> _Task description_: Among the records, find the lines that hold the string "index" and return them.

> _Task inputs_:
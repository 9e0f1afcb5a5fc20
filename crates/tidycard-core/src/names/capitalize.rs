const CONNECTORS: [&str; 8] = ["de", "del", "la", "el", "los", "las", "y", "da"];
const EXTENDED_CONNECTORS: [&str; 2] = ["do", "dos"];

/// Closed set of connector words kept lowercase inside a name. The extended
/// set adds the Portuguese `do`/`dos`.
#[derive(Debug, Clone, Copy, Default, PartialEq, Eq)]
pub struct ConnectorWords {
    extended: bool,
}

impl ConnectorWords {
    pub fn base() -> Self {
        Self { extended: false }
    }

    pub fn extended() -> Self {
        Self { extended: true }
    }

    pub fn is_extended(&self) -> bool {
        self.extended
    }

    pub fn contains(&self, lower: &str) -> bool {
        CONNECTORS.contains(&lower) || (self.extended && EXTENDED_CONNECTORS.contains(&lower))
    }
}

/// Title-cases every whitespace-separated token and joins them with single
/// spaces. Connector words stay lowercase unless they open the name.
pub fn capitalize_words(name: &str, connectors: ConnectorWords) -> String {
    name.split_whitespace()
        .enumerate()
        .map(|(index, word)| {
            let lower = word.to_lowercase();
            if index > 0 && connectors.contains(&lower) {
                lower
            } else {
                title_case(word)
            }
        })
        .collect::<Vec<_>>()
        .join(" ")
}

pub(crate) fn title_case(word: &str) -> String {
    let mut chars = word.chars();
    match chars.next() {
        Some(first) => first
            .to_uppercase()
            .chain(chars.flat_map(char::to_lowercase))
            .collect(),
        None => String::new(),
    }
}

/// Upper-cases the first character and leaves the rest alone.
pub(crate) fn upper_first(word: &str) -> String {
    let mut chars = word.chars();
    match chars.next() {
        Some(first) => first.to_uppercase().chain(chars).collect(),
        None => String::new(),
    }
}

> _Result below_:
        .map(|(index, word)| {
            if index > 0 && connectors.contains(&lower) {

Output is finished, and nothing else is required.